One such miracle account can be found in Mark 2:1-12 where we read “And again He entered Capernaum after some days, and it was heard that He was in the house. Immediately many gathered together, so that there was no longer room to receive them, not even near the door. And He preached the word to them. Then they came to Him, bringing a paralytic who was carried by four men. And when they could not come near Him because of the crowd, they uncovered the roof where He was. So when they had broken through, they let down the bed on which the paralytic was lying. When Jesus saw their faith, He said to the paralytic, “Son, your sins are forgiven you.” And some of the scribes were sitting there and reasoning in their hearts, “Why does this Man speak blasphemies like this? Who can forgive sins but God alone?” But immediately, when Jesus perceived in His spirit that they reasoned thus within themselves, He said to them, “Why do you reason about these things in your hearts?
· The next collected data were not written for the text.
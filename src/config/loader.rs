//! Configuration loading.
//!
//! Configuration comes from an optional YAML file, then environment
//! variables override individual fields:
//!
//! | Variable | Field |
//! |----------|-------|
//! | `DATABASE_URL` | `database_url` |
//! | `BIND_ADDRESS` | `bind_address` |
//! | `DATA_DIR` | `data_dir` |
//! | `ADMIN_USERNAME` | `admin.username` |
//! | `ADMIN_PASSWORD` | `admin.password` |

use std::fs;
use std::path::{Path, PathBuf};

use tracing::debug;

use crate::error::{BenchmarkError, BenchmarkResult};

use super::types::AppConfig;

impl AppConfig {
    /// Loads configuration from a YAML file.
    ///
    /// Fields missing from the file keep their defaults.
    ///
    /// # Errors
    ///
    /// - `ConfigNotFound` if the file cannot be read
    /// - `ConfigParseError` if the file is not valid YAML for this type
    ///
    /// # Example
    ///
    /// ```no_run
    /// use salary_benchmarks::config::AppConfig;
    ///
    /// let config = AppConfig::load("./salary-benchmarks.yaml")?;
    /// println!("Database: {}", config.database_url);
    /// # Ok::<(), salary_benchmarks::error::BenchmarkError>(())
    /// ```
    pub fn load<P: AsRef<Path>>(path: P) -> BenchmarkResult<Self> {
        let path = path.as_ref();
        let path_str = path.display().to_string();

        let content = fs::read_to_string(path).map_err(|_| BenchmarkError::ConfigNotFound {
            path: path_str.clone(),
        })?;

        let config = Self::from_yaml(&content).map_err(|e| match e {
            BenchmarkError::ConfigParseError { message, .. } => BenchmarkError::ConfigParseError {
                path: path_str.clone(),
                message,
            },
            other => other,
        })?;

        debug!(path = %path_str, "Loaded configuration file");
        Ok(config)
    }

    /// Parses configuration from YAML text.
    pub fn from_yaml(content: &str) -> BenchmarkResult<Self> {
        if content.trim().is_empty() {
            return Ok(Self::default());
        }
        serde_yaml::from_str(content).map_err(|e| BenchmarkError::ConfigParseError {
            path: "<inline>".to_string(),
            message: e.to_string(),
        })
    }

    /// Applies overrides from a variable lookup, normally `std::env::var`.
    ///
    /// Blank values are ignored.
    pub fn with_overrides<F>(mut self, lookup: F) -> Self
    where
        F: Fn(&str) -> Option<String>,
    {
        let get = |name: &str| lookup(name).filter(|value| !value.trim().is_empty());

        if let Some(url) = get("DATABASE_URL") {
            self.database_url = url;
        }
        if let Some(address) = get("BIND_ADDRESS") {
            self.bind_address = address;
        }
        if let Some(dir) = get("DATA_DIR") {
            self.data_dir = PathBuf::from(dir);
        }
        if let Some(username) = get("ADMIN_USERNAME") {
            self.admin.username = username;
        }
        if let Some(password) = get("ADMIN_PASSWORD") {
            self.admin.password = password;
        }
        self
    }

    /// Loads the file if given, otherwise the defaults, then applies the
    /// process environment.
    pub fn resolve(path: Option<&Path>) -> BenchmarkResult<Self> {
        let config = match path {
            Some(path) => Self::load(path)?,
            None => Self::default(),
        };
        Ok(config.with_overrides(|name| std::env::var(name).ok()))
    }
}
Which is easier, to say to the paralytic, ‘Your sins are forgiven you,’ or to say, ‘Arise, take up your bed and walk’? But that you may know that the Son of Man has power on earth to forgive sins”—He said to the paralytic, “I say to you, arise, take up your bed, and go to your house.” Immediately he arose, took up the bed, and went out in the presence of them all, so that all were amazed and glorified God, saying, “We never saw anything like this!” This miracle that Jesus performed demonstrates his authority to forgive sins, his power to heal, and the responsibility that we have to bring others to Jesus! That’s fulfilling the Great Commission!
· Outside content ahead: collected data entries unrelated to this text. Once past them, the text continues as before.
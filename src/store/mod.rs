//! SQLite storage for job titles, experience bands and salary bands.
//!
//! [`Store`] is the explicit storage handle passed to every query, mutation
//! and seeding operation. Uniqueness, foreign keys and NOT NULL columns are
//! enforced by the schema in [`schema`], so writes that bypass this crate
//! cannot break referential integrity either.
//!
//! # Example
//!
//! ```no_run
//! use salary_benchmarks::store::Store;
//!
//! # async fn example() -> salary_benchmarks::error::BenchmarkResult<()> {
//! let store = Store::connect("sqlite://salary_db.sqlite3").await?;
//! store.init_schema().await?;
//!
//! for title in store.list_job_titles(Some("engineer")).await? {
//!     println!("{} ({})", title.canonical_title, title.category);
//! }
//! # Ok(())
//! # }
//! ```

mod experience_bands;
mod job_titles;
mod salary_bands;
pub mod schema;

use std::str::FromStr;

use sqlx::sqlite::{SqliteConnectOptions, SqlitePool, SqlitePoolOptions};
use tracing::{debug, info};

use crate::error::BenchmarkResult;

pub use salary_bands::SalaryBandFilter;

pub(crate) use experience_bands::{fetch_experience_band, insert_experience_band};
pub(crate) use job_titles::{fetch_job_title_by_title, insert_job_title};

const MAX_CONNECTIONS: u32 = 5;

/// Handle to the salary benchmark database.
///
/// Cloning is cheap; clones share the same connection pool.
#[derive(Debug, Clone)]
pub struct Store {
    pool: SqlitePool,
}

impl Store {
    /// Opens the database at `url`, creating the file if it does not exist.
    ///
    /// Foreign key enforcement is switched on for every connection. The
    /// schema is not created; call [`Store::init_schema`] for that.
    pub async fn connect(url: &str) -> BenchmarkResult<Self> {
        let options = SqliteConnectOptions::from_str(url)?
            .create_if_missing(true)
            .foreign_keys(true);

        let pool = SqlitePoolOptions::new()
            .max_connections(MAX_CONNECTIONS)
            .connect_with(options)
            .await?;

        info!(url = %url, "Opened salary benchmark database");
        Ok(Self { pool })
    }

    /// Opens a private in-memory database with the schema already created.
    ///
    /// The pool holds exactly one connection that is never recycled, since
    /// the data lives only as long as that connection.
    pub async fn in_memory() -> BenchmarkResult<Self> {
        let options = SqliteConnectOptions::from_str("sqlite::memory:")?.foreign_keys(true);

        let pool = SqlitePoolOptions::new()
            .max_connections(1)
            .min_connections(1)
            .idle_timeout(None)
            .max_lifetime(None)
            .connect_with(options)
            .await?;

        let store = Self { pool };
        store.init_schema().await?;
        debug!("Opened in-memory salary benchmark database");
        Ok(store)
    }

    /// Creates any missing tables and indexes. Safe to call repeatedly.
    pub async fn init_schema(&self) -> BenchmarkResult<()> {
        schema::create_all(&self.pool).await
    }

    /// Returns the underlying connection pool.
    pub fn pool(&self) -> &SqlitePool {
        &self.pool
    }

    /// Closes every connection in the pool.
    pub async fn close(&self) {
        self.pool.close().await;
    }
}

/// Escapes `%`, `_` and `\` so the text matches literally inside
/// `LIKE ... ESCAPE '\'`.
pub(crate) fn escape_like(text: &str) -> String {
    let mut escaped = String::with_capacity(text.len());
    for ch in text.chars() {
        if matches!(ch, '%' | '_' | '\\') {
            escaped.push('\\');
        }
        escaped.push(ch);
    }
    escaped
}

#[cfg(test)]
mod tests {
    use super::*;

    #[test]
    fn test_escape_like_wildcards() {
        assert_eq!(escape_like("100%_a\\b"), "100\\%\\_a\\\\b");
        assert_eq!(escape_like("Engineer"), "Engineer");
    }

    #[tokio::test]
    async fn test_in_memory_store_has_schema() {
        let store = Store::in_memory().await.unwrap();
        let tables: Vec<String> = sqlx::query_scalar(
            "SELECT name FROM sqlite_master WHERE type = 'table' AND name NOT LIKE 'sqlite_%' ORDER BY name",
        )
        .fetch_all(store.pool())
        .await
        .unwrap();

        assert_eq!(tables, vec!["experience_bands", "job_titles", "salary_bands"]);
    }

    #[tokio::test]
    async fn test_in_memory_stores_are_isolated() {
        let first = Store::in_memory().await.unwrap();
        let second = Store::in_memory().await.unwrap();

        sqlx::query("INSERT INTO experience_bands (code, label) VALUES ('SNR', 'Senior')")
            .execute(first.pool())
            .await
            .unwrap();

        assert_eq!(first.count_experience_bands().await.unwrap(), 1);
        assert_eq!(second.count_experience_bands().await.unwrap(), 0);
    }

    #[tokio::test]
    async fn test_foreign_keys_enabled() {
        let store = Store::in_memory().await.unwrap();
        let enabled: i64 = sqlx::query_scalar("PRAGMA foreign_keys")
            .fetch_one(store.pool())
            .await
            .unwrap();
        assert_eq!(enabled, 1);
    }
}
We start with four burdened men. We don’t know who they were or what they did for a living. We don’t know what their names were. We don’t know if they were a bunch of old guys or bunch of young ones. We don’t know if they were rich or poor. We don’t know if they were educated or not. We don’t even know if they really knew each other. If they were family or friends, sons carrying their father, or uncles carrying their nephew. We don’t even know of the duration of their faith in Jesus. Were they newly converted that day. Did they hear Jesus speaking that day, run home, and bring the paralytic? Or had they heard him before, had they surrendered to Jesus months before? So what do we know about these four men? We know that they were concerned about a sick friend. We know that they were willing and physically able to pick this man and his bed up, and carry him to where Jesus was preaching. We know that they believed that Christ would meet the paralytic’s need. They knew, nay they believed, they had the faith that if they were to bring this man before Jesus that he would be, not could be, healed. They were burdened enough to go. They realized the opportunity to come before Jesus is limited and that they had to seize the opportunity to get that man to Jesus. We also know that they were willing and persistent enough to move mountains, or in this case, the roof to get this man to Jesus.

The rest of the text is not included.